SDLP: The Campaign Begins

Introducing the SDLP spokespersons in a two hour presentation was an interesting innovation.
Normally re-shuffling the “front bench” would have been handled by a simple press release sent along to journalists in the cafeteria in Stormont. So at least two things of note here….taking this outside Stormont and into the community and the opportunity to introduce the new Assembly candidates to a wider audience and indeed to promote new faces within constituencies. This is a story to be covered by local newspapers in Armagh, Newry, Derry and Enniskillen.
And of course this is the first shot in the SDLPs Assembly Election campaign. Therefore we can expect Sinead Bradley, Margaret Anne McKillop and Richie McPhillips and others…still relatively unknown outside their local areas to feature in the Irish News, Belfast Telegraph and News Letter as well as local TV programmes.

Involving the Party as a whole in the Presentation was a new innovation. “Party” is a very deliberate word. The extent that rank and file SDLP people can be involved outside their immediate local area is limited but over the past few years, there have been seminars on Health, Agriculture etc led by Spokespersons and necessarily a (say) Health Seminar will interest and involve SDLP people who are nurses, doctors, social workers or adminstrative staff in local hospitals…and by extension involves the BMA, Unison etc.
So this sense of “involvement” has been ongoing for some years but increasing in recent months. The Manifesto Launch in March will be a major conference and get-together in itself.
Necessarily these set-piece events…annual conferences, seminars etc are morale-boosting events in themselves. The “professionalism” at the heart of this cannot be overstated. It was by any measure a “Presentation” led by a recently retired senior journalist from BBC Norn Iron.

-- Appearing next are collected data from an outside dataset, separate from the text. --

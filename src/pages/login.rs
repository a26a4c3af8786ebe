//! Login page: email/password sign-in plus the external Google OAuth flow.

use leptos::prelude::*;
use leptos_router::NavigateOptions;
use leptos_router::hooks::use_navigate;

use crate::auth::bridge::{AuthBridge, google_authorize_url};
use crate::components::form::{FormError, TextField};

/// Login page. Password sign-in goes through the identity provider bridge;
/// the Google button leaves the app for the provider's authorize page, which
/// re-enters through the deep link.
#[component]
pub fn LoginPage() -> impl IntoView {
    let bridge = expect_context::<AuthBridge>();
    let navigate = use_navigate();

    let email = RwSignal::new(String::new());
    let password = RwSignal::new(String::new());
    let error = RwSignal::new(None::<String>);
    let pending = RwSignal::new(false);

    let on_submit = move |ev: leptos::ev::SubmitEvent| {
        ev.prevent_default();
        if pending.get() || email.get().trim().is_empty() || password.get().is_empty() {
            return;
        }

        pending.set(true);
        error.set(None);

        let bridge = bridge.clone();
        let navigate = navigate.clone();
        leptos::task::spawn_local(async move {
            match bridge
                .sign_in_with_password(email.get_untracked().trim(), &password.get_untracked())
                .await
            {
                Ok(()) => navigate("/dashboard", NavigateOptions::default()),
                Err(e) => {
                    leptos::logging::warn!("password sign-in failed: {e}");
                    error.set(Some("Credenciales inválidas o cuenta inexistente.".to_owned()));
                }
            }
            pending.set(false);
        });
    };

    let on_google = move |_| {
        #[cfg(feature = "hydrate")]
        {
            if let Some(window) = web_sys::window() {
                let _ = window.location().set_href(&google_authorize_url());
            }
        }
        #[cfg(not(feature = "hydrate"))]
        {
            let _ = google_authorize_url();
        }
    };

    view! {
        <div class="login-page">
            <div class="login-page__card">
                <h1 class="login-page__logo">"Bitácora Médica"</h1>
                <h2>"¡Hola de nuevo!"</h2>
                <p class="login-page__hint">"Ingresa a tu cuenta para continuar"</p>

                <form on:submit=on_submit>
                    <TextField label="Correo electrónico" value=email kind="email"/>
                    <TextField label="Contraseña" value=password kind="password"/>
                    <FormError error=error/>
                    <button class="btn btn--primary" type="submit" disabled=move || pending.get()>
                        {move || if pending.get() { "Ingresando..." } else { "Ingresar" }}
                    </button>
                </form>

                <div class="login-page__divider">"o"</div>
                <button class="btn btn--google" on:click=on_google>
                    "Continuar con Google"
                </button>
            </div>
        </div>
    }
}
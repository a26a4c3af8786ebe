//! Dev/SSR server: serves the app shell and the compiled WASM bundle.

#[cfg(feature = "ssr")]
#[tokio::main]
async fn main() {
    use axum::Router;
    use bitacora_client::app::{App, shell};
    use leptos::prelude::*;
    use leptos_axum::{LeptosRoutes, generate_route_list};

    tracing_subscriber::fmt::init();

    let conf = get_configuration(None).expect("leptos configuration");
    let addr = conf.leptos_options.site_addr;
    let leptos_options = conf.leptos_options;
    let routes = generate_route_list(App);

    let app = Router::new()
        .leptos_routes(&leptos_options, routes, {
            let leptos_options = leptos_options.clone();
            move || shell(leptos_options.clone())
        })
        .fallback(leptos_axum::file_and_error_handler(shell))
        .with_state(leptos_options);

    let listener = tokio::net::TcpListener::bind(&addr)
        .await
        .expect("failed to bind");

    tracing::info!(%addr, "bitacora-client listening");
    axum::serve(listener, app).await.expect("server failed");
}

#[cfg(not(feature = "ssr"))]
fn main() {
    // Browser builds enter through `bitacora_client::hydrate`.
}
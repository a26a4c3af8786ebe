//! Bridge to the hosted identity provider (GoTrue-style REST API).
//!
//! The bridge owns the identity-provider session: an access/refresh token
//! pair plus the identity claims read from the access token. Role and
//! approval status are NOT taken from claims; they come from the backend via
//! `crate::auth::sync`, which runs off this bridge's change subscription.
//!
//! Subscriber dispatch is synchronous on the single-threaded event loop; the
//! last write to the session store wins.

#[cfg(test)]
#[path = "bridge_test.rs"]
mod bridge_test;

use std::cell::RefCell;
use std::rc::Rc;

use base64::Engine;
use serde::{Deserialize, Serialize};

use crate::auth::error::AuthError;

#[cfg(feature = "hydrate")]
const STORAGE_KEY: &str = "bitacora-idp-session";

/// Identity provider base URL, fixed at compile time.
pub fn idp_base_url() -> &'static str {
    option_env!("BITACORA_IDP_URL").unwrap_or("https://id.bitacoramedica.cl")
}

/// Public (anon) API key sent with identity provider requests.
#[cfg(feature = "hydrate")]
fn idp_anon_key() -> &'static str {
    option_env!("BITACORA_IDP_KEY").unwrap_or("")
}

/// The browser URL that starts the external Google OAuth flow.
///
/// The provider redirects back into the native shell via the custom scheme
/// handled by `crate::auth::deep_link`.
pub fn google_authorize_url() -> String {
    format!(
        "{}/auth/v1/authorize?provider=google&redirect_to={}",
        idp_base_url(),
        crate::auth::deep_link::AUTH_DEEP_LINK_PREFIX
    )
}

/// A live identity-provider session.
#[derive(Clone, Debug, PartialEq, Eq, Serialize, Deserialize)]
pub struct BridgeSession {
    pub access_token: String,
    pub refresh_token: String,
    pub user_id: String,
    pub email: String,
}

/// Identity claims carried in the access token payload.
#[derive(Debug, Deserialize)]
pub struct TokenClaims {
    pub sub: String,
    #[serde(default)]
    pub email: Option<String>,
}

/// Decode the claims segment of a JWT without verifying the signature.
///
/// Verification happens server-side on every API call; the client only needs
/// the identity fields to seed the optimistic placeholder session.
pub fn decode_claims(access_token: &str) -> Result<TokenClaims, AuthError> {
    let payload = access_token
        .split('.')
        .nth(1)
        .ok_or(AuthError::MalformedToken)?;
    let bytes = base64::engine::general_purpose::URL_SAFE_NO_PAD
        .decode(payload)
        .map_err(|_| AuthError::MalformedToken)?;
    serde_json::from_slice(&bytes).map_err(|_| AuthError::MalformedToken)
}

type Listener = Rc<dyn Fn(Option<&BridgeSession>)>;

#[derive(Default)]
struct BridgeInner {
    session: RefCell<Option<BridgeSession>>,
    listeners: RefCell<Vec<Listener>>,
}

/// Shared handle to the identity provider session.
#[derive(Clone, Default)]
pub struct AuthBridge {
    inner: Rc<BridgeInner>,
}

// SAFETY: `AuthBridge` wraps `Rc`/`RefCell` and is shared through the leptos
// reactive context, whose `provide_context` bound requires `Send + Sync`. The
// app runs single-threaded — in the browser (WASM) and in the single-threaded
// test harness — so the handle is never actually sent to or accessed from
// another thread, and these marker impls are never exercised across threads.
unsafe impl Send for AuthBridge {}
unsafe impl Sync for AuthBridge {}

impl std::fmt::Debug for AuthBridge {
    fn fmt(&self, f: &mut std::fmt::Formatter<'_>) -> std::fmt::Result {
        f.debug_struct("AuthBridge")
            .field("signed_in", &self.inner.session.borrow().is_some())
            .finish()
    }
}

impl AuthBridge {
    pub fn new() -> Self {
        Self::default()
    }

    /// The current identity provider session, if any.
    pub fn current_session(&self) -> Option<BridgeSession> {
        self.inner.session.borrow().clone()
    }

    /// Subscribe to session changes (sign-in, sign-out, token replacement).
    ///
    /// The callback receives the new session, or `None` on sign-out. This is
    /// the sole trigger for the backend sync.
    pub fn on_session_change(&self, callback: impl Fn(Option<&BridgeSession>) + 'static) {
        self.inner.listeners.borrow_mut().push(Rc::new(callback));
    }

    /// Re-deliver the current state to all subscribers.
    ///
    /// Called once at startup after the persisted session is restored, so the
    /// initial sync fires exactly like a live sign-in would.
    pub fn replay(&self) {
        self.notify();
    }

    /// Establish a session from an externally-obtained token pair.
    ///
    /// Idempotent: the same pair re-applied leaves the session unchanged and
    /// re-notifies subscribers with the identical value.
    pub fn set_session(&self, access_token: &str, refresh_token: &str) -> Result<(), AuthError> {
        let claims = decode_claims(access_token)?;
        let next = BridgeSession {
            access_token: access_token.to_owned(),
            refresh_token: refresh_token.to_owned(),
            user_id: claims.sub,
            email: claims.email.unwrap_or_default(),
        };

        let changed = self.inner.session.borrow().as_ref() != Some(&next);
        if changed {
            *self.inner.session.borrow_mut() = Some(next);
            self.persist();
        }
        self.notify();
        Ok(())
    }

    /// Sign in with email and password against the identity provider.
    pub async fn sign_in_with_password(
        &self,
        email: &str,
        password: &str,
    ) -> Result<(), AuthError> {
        #[cfg(feature = "hydrate")]
        {
            #[derive(Deserialize)]
            struct TokenResponse {
                access_token: String,
                refresh_token: String,
            }

            let url = format!("{}/auth/v1/token?grant_type=password", idp_base_url());
            let resp = gloo_net::http::Request::post(&url)
                .header("apikey", idp_anon_key())
                .json(&serde_json::json!({ "email": email, "password": password }))
                .map_err(|e| AuthError::Network(e.to_string()))?
                .send()
                .await
                .map_err(|e| AuthError::Network(e.to_string()))?;

            if !resp.ok() {
                let detail = resp
                    .json::<serde_json::Value>()
                    .await
                    .ok()
                    .and_then(|v| {
                        v.get("error_description")
                            .or_else(|| v.get("msg"))
                            .and_then(|d| d.as_str())
                            .map(ToOwned::to_owned)
                    })
                    .unwrap_or_else(|| format!("status {}", resp.status()));
                return Err(AuthError::Rejected(detail));
            }

            let tokens: TokenResponse = resp
                .json()
                .await
                .map_err(|e| AuthError::Network(e.to_string()))?;
            self.set_session(&tokens.access_token, &tokens.refresh_token)
        }
        #[cfg(not(feature = "hydrate"))]
        {
            let _ = (email, password);
            Err(AuthError::Unavailable)
        }
    }

    /// Sign out: best-effort token revoke, then clear the local session and
    /// notify subscribers with `None`.
    pub async fn sign_out(&self) -> Result<(), AuthError> {
        #[cfg(feature = "hydrate")]
        {
            if let Some(session) = self.current_session() {
                let url = format!("{}/auth/v1/logout", idp_base_url());
                let revoke = gloo_net::http::Request::post(&url)
                    .header("apikey", idp_anon_key())
                    .header(
                        "Authorization",
                        &format!("Bearer {}", session.access_token),
                    )
                    .send()
                    .await;
                if let Err(e) = revoke {
                    leptos::logging::warn!("token revoke failed, clearing locally: {e}");
                }
            }
        }

        *self.inner.session.borrow_mut() = None;
        self.clear_persisted();
        self.notify();
        Ok(())
    }

    /// Restore the persisted session without notifying subscribers.
    ///
    /// `replay` delivers the restored state once the app has subscribed.
    pub fn restore_persisted(&self) {
        #[cfg(feature = "hydrate")]
        {
            let restored = web_sys::window()
                .and_then(|w| w.local_storage().ok().flatten())
                .and_then(|s| s.get_item(STORAGE_KEY).ok().flatten())
                .and_then(|raw| serde_json::from_str::<BridgeSession>(&raw).ok());
            if let Some(session) = restored {
                *self.inner.session.borrow_mut() = Some(session);
            }
        }
    }

    fn notify(&self) {
        let session = self.inner.session.borrow().clone();
        let listeners = self.inner.listeners.borrow().clone();
        for listener in listeners {
            listener(session.as_ref());
        }
    }

    fn persist(&self) {
        #[cfg(feature = "hydrate")]
        {
            if let Some(storage) =
                web_sys::window().and_then(|w| w.local_storage().ok().flatten())
            {
                if let Ok(json) = serde_json::to_string(&*self.inner.session.borrow()) {
                    let _ = storage.set_item(STORAGE_KEY, &json);
                }
            }
        }
    }

    fn clear_persisted(&self) {
        #[cfg(feature = "hydrate")]
        {
            if let Some(storage) =
                web_sys::window().and_then(|w| w.local_storage().ok().flatten())
            {
                let _ = storage.remove_item(STORAGE_KEY);
            }
        }
    }
}

/// Build an unsigned JWT with the given identity claims.
#[cfg(test)]
pub fn encode_unsigned_jwt_for_tests(sub: &str, email: &str) -> String {
    let header = base64::engine::general_purpose::URL_SAFE_NO_PAD
        .encode(serde_json::json!({ "alg": "none", "typ": "JWT" }).to_string());
    let payload = base64::engine::general_purpose::URL_SAFE_NO_PAD
        .encode(serde_json::json!({ "sub": sub, "email": email }).to_string());
    format!("{header}.{payload}.")
}
use super::*;

// =============================================================
// format_rut
// =============================================================

#[test]
fn format_inserts_dots_and_dash() {
    assert_eq!(format_rut("123456785"), "12.345.678-5");
}

#[test]
fn format_strips_existing_punctuation_first() {
    assert_eq!(format_rut("12.345.678-5"), "12.345.678-5");
    assert_eq!(format_rut("12,345,678-5"), "12.345.678-5");
}

#[test]
fn format_uppercases_k_check_digit() {
    assert_eq!(format_rut("1111111k"), "1.111.111-K");
}

#[test]
fn format_short_inputs_pass_through() {
    assert_eq!(format_rut(""), "");
    assert_eq!(format_rut("5"), "5");
}

// =============================================================
// validate_rut
// =============================================================

#[test]
fn validate_accepts_correct_check_digits() {
    // 12.345.678 → módulo 11 check digit 5.
    assert!(validate_rut("12345678-5"));
    assert!(validate_rut("12.345.678-5"));
    // 11.111.111 → check digit 1.
    assert!(validate_rut("11111111-1"));
}

#[test]
fn validate_accepts_k_check_digit_case_insensitive() {
    // 20.347.878 → check digit K.
    assert!(validate_rut("20347878-K"));
    assert!(validate_rut("20347878-k"));
}

#[test]
fn validate_rejects_wrong_check_digit() {
    assert!(!validate_rut("12345678-9"));
    assert!(!validate_rut("11111111-2"));
}

#[test]
fn validate_rejects_garbage() {
    assert!(!validate_rut(""));
    assert!(!validate_rut("k"));
    assert!(!validate_rut("-5"));
    assert!(!validate_rut("abcdefg-5"));
}
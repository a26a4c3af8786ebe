//! Chilean RUT formatting and validation (módulo 11 check digit).

#[cfg(test)]
#[path = "rut_test.rs"]
mod rut_test;

/// Keep digits and `k`/`K` only.
fn clean(rut: &str) -> String {
    rut.chars()
        .filter(|c| c.is_ascii_digit() || *c == 'k' || *c == 'K')
        .collect()
}

/// Format a RUT with thousand dots and the check-digit dash:
/// `12345678-5` → `12.345.678-5`. Inputs too short to have a check digit are
/// returned cleaned but unformatted.
pub fn format_rut(rut: &str) -> String {
    let clean = clean(rut);
    if clean.len() <= 1 {
        return clean;
    }

    let (body, dv) = clean.split_at(clean.len() - 1);
    let mut formatted = String::new();
    for (j, c) in body.chars().rev().enumerate() {
        if j > 0 && j % 3 == 0 {
            formatted.insert(0, '.');
        }
        formatted.insert(0, c);
    }

    format!("{formatted}-{}", dv.to_uppercase())
}

/// Validate the módulo 11 check digit.
pub fn validate_rut(rut: &str) -> bool {
    let clean = clean(rut);
    if clean.len() < 2 {
        return false;
    }

    let (body, dv) = clean.split_at(clean.len() - 1);
    if !body.chars().all(|c| c.is_ascii_digit()) {
        return false;
    }

    let mut sum: u32 = 0;
    let mut multiplier: u32 = 2;
    for c in body.chars().rev() {
        sum += c.to_digit(10).unwrap_or(0) * multiplier;
        multiplier = if multiplier == 7 { 2 } else { multiplier + 1 };
    }

    let expected = 11 - (sum % 11);
    let expected_dv = match expected {
        11 => "0".to_owned(),
        10 => "K".to_owned(),
        n => n.to_string(),
    };

    dv.to_uppercase() == expected_dv
}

So the structure of the Presentation was carefully thought-thru….a speech by Party veteran Brid Rodgers….and then three of the newer faces….Claire Hanna (Finance), Daniel McCrossan (Infrastructure) and Nichola Mallon (Communities) took part in three ten-minute Q-A sessions.

Alex Attwood, described later by Colum Eastwood as the “current and future MLA for West Belfast” spoke about his constituency…the poverty, the lack of opportunity and investment. He was clearly enjoying a major SDLP event in his constituency.

And Colum Eastwood wound up the event in a set-piece speech that balanced Brid Rodgers talking about SDLP “history”. He talked about SDLP “future” and suggested a broader SDLP conversation before and after the Assembly Election.


The Cultúrlann…the venue …is in the heart of the Falls Road, only fifty metres from my grandparents family home from 1922 to their deaths in 1959 and 1961 and my aunt moving out in 1983.

A former Presbyterian Church , has been an Irish-language cultural centre for around thirty years. It is of course apolitical but in common with An Féile, community groups etc…Sinn Féin exercise a sense of entitlement.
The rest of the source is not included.